**ASSIGNMENT**
Return each line of the records below in which the string "derive" turns up.

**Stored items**
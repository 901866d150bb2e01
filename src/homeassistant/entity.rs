use std::sync::Arc;

use rumqttc::QoS;
use serde_json::{Map, Value};
use tracing::info;

use super::device::Device;
use super::join_topic;
use super::messages::{Component, EntityCategory, ExtraConfig, StateClass};
use super::transport::Transport;
use crate::error::Result;

/// Everything that varies between entities of one device.
///
/// Defaults: object id suffixed with the hardware id, state not retained and,
/// for binary sensors, an initial `OFF` right after the config.
#[derive(Debug, Clone, PartialEq)]
pub struct EntityOptions {
    pub name: String,
    pub object_id: Option<String>,
    pub node_id: Option<String>,
    /// Falls back to the device's prefix.
    pub discovery_prefix: Option<String>,
    pub suffix_hardware_id: bool,
    /// Replaces `<base_topic>/state`; used by groups sharing one topic.
    pub state_topic: Option<String>,
    pub retain_state: bool,
    pub publish_initial_state: bool,
    pub device_class: Option<String>,
    pub state_class: Option<StateClass>,
    pub unit_of_measurement: Option<String>,
    pub icon: Option<String>,
    pub entity_category: Option<EntityCategory>,
    pub extra: ExtraConfig,
}

impl EntityOptions {
    pub fn new(name: impl Into<String>) -> Self {
        Self {
            name: name.into(),
            object_id: None,
            node_id: None,
            discovery_prefix: None,
            suffix_hardware_id: true,
            state_topic: None,
            retain_state: false,
            publish_initial_state: true,
            device_class: None,
            state_class: None,
            unit_of_measurement: None,
            icon: None,
            entity_category: None,
            extra: ExtraConfig::default(),
        }
    }

    pub fn with_object_id(mut self, object_id: impl Into<String>) -> Self {
        self.object_id = Some(object_id.into());
        self
    }

    pub fn with_node_id(mut self, node_id: impl Into<String>) -> Self {
        self.node_id = Some(node_id.into());
        self
    }

    pub fn with_discovery_prefix(mut self, discovery_prefix: impl Into<String>) -> Self {
        self.discovery_prefix = Some(discovery_prefix.into());
        self
    }

    pub fn without_hardware_suffix(mut self) -> Self {
        self.suffix_hardware_id = false;
        self
    }

    pub fn with_state_topic(mut self, state_topic: impl Into<String>) -> Self {
        self.state_topic = Some(state_topic.into());
        self
    }

    pub fn with_retained_state(mut self) -> Self {
        self.retain_state = true;
        self
    }

    pub fn without_initial_state(mut self) -> Self {
        self.publish_initial_state = false;
        self
    }

    pub fn with_device_class(mut self, device_class: impl Into<String>) -> Self {
        self.device_class = Some(device_class.into());
        self
    }

    pub fn with_state_class(mut self, state_class: StateClass) -> Self {
        self.state_class = Some(state_class);
        self
    }

    pub fn with_unit_of_measurement(mut self, unit: impl Into<String>) -> Self {
        self.unit_of_measurement = Some(unit.into());
        self
    }

    pub fn with_icon(mut self, icon: impl Into<String>) -> Self {
        self.icon = Some(icon.into());
        self
    }

    pub fn with_entity_category(mut self, entity_category: EntityCategory) -> Self {
        self.entity_category = Some(entity_category);
        self
    }

    pub fn with_extra(mut self, extra: ExtraConfig) -> Self {
        self.extra = extra;
        self
    }
}

/// One capability of a device as announced to Home Assistant.
pub struct Entity<T: Transport + ?Sized> {
    transport: Arc<T>,
    component: Component,
    object_id: String,
    unique_id: String,
    base_topic: String,
    config_topic: String,
    state_topic: String,
    config: Map<String, Value>,
    retain_state: bool,
    publish_initial_state: bool,
}

impl<T: Transport + ?Sized> Clone for Entity<T> {
    fn clone(&self) -> Self {
        Self {
            transport: Arc::clone(&self.transport),
            component: self.component,
            object_id: self.object_id.clone(),
            unique_id: self.unique_id.clone(),
            base_topic: self.base_topic.clone(),
            config_topic: self.config_topic.clone(),
            state_topic: self.state_topic.clone(),
            config: self.config.clone(),
            retain_state: self.retain_state,
            publish_initial_state: self.publish_initial_state,
        }
    }
}

impl<T: Transport + ?Sized> Entity<T> {
    pub fn new(device: &Device<T>, component: Component, options: EntityOptions) -> Self {
        let hardware_id = device.hardware_id();
        let discovery_prefix = options
            .discovery_prefix
            .as_deref()
            .unwrap_or(device.discovery_prefix());
        let raw_object_id = options.object_id.as_deref().unwrap_or(component.as_str());

        let object_id = if options.suffix_hardware_id {
            format!("{}-{}", raw_object_id, hardware_id)
        } else {
            raw_object_id.to_owned()
        };
        let node_id = options.node_id.as_deref().filter(|node_id| !node_id.is_empty());
        let unique_id = match node_id {
            Some(node_id) => format!("{}-{}-{}", node_id, raw_object_id, hardware_id),
            None => format!("{}-{}", raw_object_id, hardware_id),
        };

        let base_topic = join_topic([
            Some(discovery_prefix),
            Some(component.as_str()),
            node_id,
            Some(object_id.as_str()),
        ]);
        let config_topic = format!("{}/config", base_topic);
        let state_topic = options
            .state_topic
            .clone()
            .unwrap_or_else(|| format!("{}/state", base_topic));

        let mut config = Map::new();
        config.insert("name".to_owned(), options.name.into());
        config.insert(
            "stat_t".to_owned(),
            match options.state_topic {
                Some(state_topic) => state_topic.into(),
                None => "~/state".into(),
            },
        );
        config.insert("~".to_owned(), base_topic.clone().into());
        config.insert("uniq_id".to_owned(), unique_id.clone().into());

        let optional: [(&str, Option<Value>); 5] = [
            ("device_class", options.device_class.map(Value::from)),
            ("state_class", options.state_class.map(|c| c.as_str().into())),
            (
                "unit_of_measurement",
                options.unit_of_measurement.map(Value::from),
            ),
            ("icon", options.icon.map(Value::from)),
            (
                "entity_category",
                options.entity_category.map(|c| c.as_str().into()),
            ),
        ];
        for (key, value) in optional {
            if let Some(value) = value {
                config.insert(key.to_owned(), value);
            }
        }

        for (key, value) in options.extra.iter() {
            config.insert(key.clone(), value.clone());
        }

        config.insert("device".to_owned(), device.config_block().clone());
        if let Some(availability) = device.availability_block() {
            config.insert("availability".to_owned(), availability.clone());
        }

        Self {
            transport: Arc::clone(device.transport()),
            component,
            object_id,
            unique_id,
            base_topic,
            config_topic,
            state_topic,
            config,
            retain_state: options.retain_state,
            publish_initial_state: options.publish_initial_state,
        }
    }

    /// Publishes the discovery config, retained so a hub subscribing later still sees it.
    pub async fn init(&self) -> Result<()> {
        let payload = self.config_payload()?;
        info!(topic = %self.config_topic, "Registering entity");
        self.transport
            .publish(&self.config_topic, payload, true, QoS::AtLeastOnce)
            .await?;

        Ok(())
    }

    pub async fn publish_state(&self, state: impl Into<Vec<u8>>) -> Result<()> {
        self.transport
            .publish(
                &self.state_topic,
                state.into(),
                self.retain_state,
                QoS::AtMostOnce,
            )
            .await?;

        Ok(())
    }

    /// Deregisters the entity by clearing its retained config.
    pub async fn remove(&self) -> Result<()> {
        info!(topic = %self.config_topic, "Removing entity");
        self.transport
            .publish(&self.config_topic, Vec::new(), true, QoS::AtLeastOnce)
            .await?;

        Ok(())
    }

    pub fn config_payload(&self) -> Result<Vec<u8>> {
        Ok(serde_json::to_vec(&self.config)?)
    }

    pub fn component(&self) -> Component {
        self.component
    }

    pub fn object_id(&self) -> &str {
        &self.object_id
    }

    pub fn unique_id(&self) -> &str {
        &self.unique_id
    }

    pub fn base_topic(&self) -> &str {
        &self.base_topic
    }

    pub fn config_topic(&self) -> &str {
        &self.config_topic
    }

    pub fn state_topic(&self) -> &str {
        &self.state_topic
    }

    pub fn config(&self) -> &Map<String, Value> {
        &self.config
    }

    pub(crate) fn publish_initial_state(&self) -> bool {
        self.publish_initial_state
    }
}
use crate::settings::IdentityConfig;

/// Source of the values that make topics and device payloads globally unique.
pub trait IdentityProvider {
    /// Stable identifier of the physical unit, hex encoded.
    fn hardware_id(&self) -> &str;

    /// Network MAC address in colon separated hex.
    fn mac_address(&self) -> &str;
}

#[derive(Debug, Clone, PartialEq, Eq)]
pub struct StaticIdentity {
    hardware_id: String,
    mac_address: String,
}

impl StaticIdentity {
    pub fn new(hardware_id: impl Into<String>, mac_address: impl Into<String>) -> Self {
        Self {
            hardware_id: hardware_id.into(),
            mac_address: mac_address.into(),
        }
    }

    /// Builds the identity from the raw unique id and MAC bytes a board reports.
    pub fn from_bytes(unique_id: &[u8], mac: &[u8]) -> Self {
        Self::new(hex::encode(unique_id), format_mac(mac))
    }
}

impl IdentityProvider for StaticIdentity {
    fn hardware_id(&self) -> &str {
        &self.hardware_id
    }

    fn mac_address(&self) -> &str {
        &self.mac_address
    }
}

impl From<IdentityConfig> for StaticIdentity {
    fn from(val: IdentityConfig) -> Self {
        Self::new(val.hardware_id, val.mac_address)
    }
}

/// Lowercase colon separated hex, e.g. `24:0a:c4:00:01:ff`.
pub fn format_mac(mac: &[u8]) -> String {
    mac.iter()
        .map(|byte| hex::encode([*byte]))
        .collect::<Vec<_>>()
        .join(":")
}

#[cfg(test)]
mod tests {
    use super::*;

    #[test]
    fn test_can_format_mac() {
        let mac = [0x24, 0x0a, 0xc4, 0x00, 0x01, 0xff];

        assert_eq!(format_mac(&mac), "24:0a:c4:00:01:ff");
    }

    #[test]
    fn test_empty_mac_gives_empty_string() {
        assert_eq!(format_mac(&[]), "");
    }

    #[test]
    fn test_identity_from_bytes() {
        let identity = StaticIdentity::from_bytes(&[0xde, 0xad, 0x0b], &[0x01, 0x02]);

        assert_eq!(identity.hardware_id(), "dead0b");
        assert_eq!(identity.mac_address(), "01:02");
    }
}
use std::sync::Arc;

use rumqttc::{LastWill, QoS};
use serde_json::Value;
use tracing::{debug, info};

use super::messages::{AvailabilityConfig, DeviceConfig};
use super::transport::Transport;
use super::{
    hub_status_topic, join_topic, DEFAULT_DISCOVERY_PREFIX, HA_ONLINE_PAYLOAD, PAYLOAD_AVAILABLE,
    PAYLOAD_NOT_AVAILABLE,
};
use crate::error::Result;
use crate::identity::IdentityProvider;
use crate::settings::DeviceSettings;

/// Presence of the device as announced on its availability topic.
#[derive(Debug, Clone, Copy, PartialEq, Eq)]
pub enum AvailabilityState {
    Available,
    Unavailable,
}

#[derive(Debug, Clone, PartialEq, Eq)]
pub struct DeviceOptions {
    pub name: String,
    pub model: String,
    pub manufacturer: String,
    /// Enables the availability channel when set.
    pub device_id: Option<String>,
    pub discovery_prefix: String,
}

impl DeviceOptions {
    pub fn new(
        name: impl Into<String>,
        model: impl Into<String>,
        manufacturer: impl Into<String>,
    ) -> Self {
        Self {
            name: name.into(),
            model: model.into(),
            manufacturer: manufacturer.into(),
            device_id: None,
            discovery_prefix: DEFAULT_DISCOVERY_PREFIX.to_owned(),
        }
    }

    pub fn with_device_id(mut self, device_id: impl Into<String>) -> Self {
        self.device_id = Some(device_id.into());
        self
    }

    pub fn with_discovery_prefix(mut self, discovery_prefix: impl Into<String>) -> Self {
        self.discovery_prefix = discovery_prefix.into();
        self
    }
}

impl From<DeviceSettings> for DeviceOptions {
    fn from(val: DeviceSettings) -> Self {
        Self {
            name: val.name,
            model: val.model,
            manufacturer: val.manufacturer,
            device_id: val.device_id,
            discovery_prefix: val.discovery_prefix,
        }
    }
}

/// The physical host every entity belongs to.
///
/// The `device` block is serialized once here and embedded unchanged into the
/// config of every entity created from this device.
pub struct Device<T: Transport + ?Sized> {
    transport: Arc<T>,
    config: DeviceConfig,
    config_block: Value,
    availability: Option<AvailabilityConfig>,
    availability_block: Option<Value>,
    hardware_id: String,
    discovery_prefix: String,
    hub_status_topic: String,
    state: AvailabilityState,
}

impl<T: Transport + ?Sized> Device<T> {
    /// Builds the device and, when a `device_id` is configured, registers the
    /// `offline` last will on its availability topic.
    pub fn new(
        transport: Arc<T>,
        identity: &impl IdentityProvider,
        options: DeviceOptions,
    ) -> Result<Self> {
        let hardware_id = identity.hardware_id().to_owned();
        let config = DeviceConfig {
            name: options.name,
            model: options.model,
            manufacturer: options.manufacturer,
            identifiers: vec![hardware_id.clone()],
            connections: vec![("mac".to_owned(), identity.mac_address().to_owned())],
        };

        let availability = options.device_id.map(|device_id| AvailabilityConfig {
            payload_available: PAYLOAD_AVAILABLE.to_owned(),
            payload_not_available: PAYLOAD_NOT_AVAILABLE.to_owned(),
            topic: join_topic([
                Some(options.discovery_prefix.as_str()),
                Some(format!("{}-{}", device_id, hardware_id).as_str()),
                Some("avail"),
            ]),
        });

        if let Some(availability) = &availability {
            transport.set_last_will(LastWill::new(
                availability.topic.as_str(),
                availability.payload_not_available.as_str(),
                QoS::AtLeastOnce,
                true,
            ))?;
        }

        let config_block = serde_json::to_value(&config)?;
        let availability_block = availability
            .as_ref()
            .map(|availability| serde_json::to_value([availability]))
            .transpose()?;

        Ok(Self {
            transport,
            config,
            config_block,
            availability,
            availability_block,
            hardware_id,
            hub_status_topic: hub_status_topic(&options.discovery_prefix),
            discovery_prefix: options.discovery_prefix,
            state: AvailabilityState::Unavailable,
        })
    }

    /// Subscribes to the hub status topic and announces the device as available.
    pub async fn init(&mut self) -> Result<()> {
        if self.availability.is_none() {
            debug!(device = %self.config.name, "No availability channel configured");
            return Ok(());
        }

        self.transport.subscribe(&self.hub_status_topic).await?;
        self.announce_available().await
    }

    /// Re-announces presence when the hub reports it came back online.
    ///
    /// Anything but `online` on the hub status topic is ignored.
    pub async fn handle_message(&mut self, topic: &str, payload: &[u8]) -> Result<()> {
        if self.availability.is_none() || topic != self.hub_status_topic {
            return Ok(());
        }

        if payload != HA_ONLINE_PAYLOAD {
            debug!(
                topic,
                payload = %String::from_utf8_lossy(payload),
                "Ignoring hub status"
            );
            return Ok(());
        }

        info!(device = %self.config.name, "Hub restarted, re-announcing availability");
        self.announce_available().await
    }

    /// Records that the transport lost its connection; the broker delivers the last will.
    pub fn mark_unavailable(&mut self) {
        self.state = AvailabilityState::Unavailable;
    }

    async fn announce_available(&mut self) -> Result<()> {
        if let Some(availability) = &self.availability {
            self.transport
                .publish(
                    &availability.topic,
                    availability.payload_available.clone().into_bytes(),
                    true,
                    QoS::AtLeastOnce,
                )
                .await?;
            self.state = AvailabilityState::Available;
        }

        Ok(())
    }

    pub fn name(&self) -> &str {
        &self.config.name
    }

    pub fn config(&self) -> &DeviceConfig {
        &self.config
    }

    pub fn availability(&self) -> Option<&AvailabilityConfig> {
        self.availability.as_ref()
    }

    pub fn availability_topic(&self) -> Option<&str> {
        self.availability.as_ref().map(|a| a.topic.as_str())
    }

    pub fn hardware_id(&self) -> &str {
        &self.hardware_id
    }

    pub fn discovery_prefix(&self) -> &str {
        &self.discovery_prefix
    }

    pub fn hub_status_topic(&self) -> &str {
        &self.hub_status_topic
    }

    pub fn state(&self) -> AvailabilityState {
        self.state
    }

    pub(crate) fn transport(&self) -> &Arc<T> {
        &self.transport
    }

    pub(crate) fn config_block(&self) -> &Value {
        &self.config_block
    }

    pub(crate) fn availability_block(&self) -> Option<&Value> {
        self.availability_block.as_ref()
    }
}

**OUTPUT**
#[derive(Debug, Clone, PartialEq)]
#[derive(Debug, Clone, PartialEq, Eq)]
#[derive(Debug, Clone, Copy, PartialEq, Eq)]
#[derive(Debug, Clone, PartialEq, Eq)]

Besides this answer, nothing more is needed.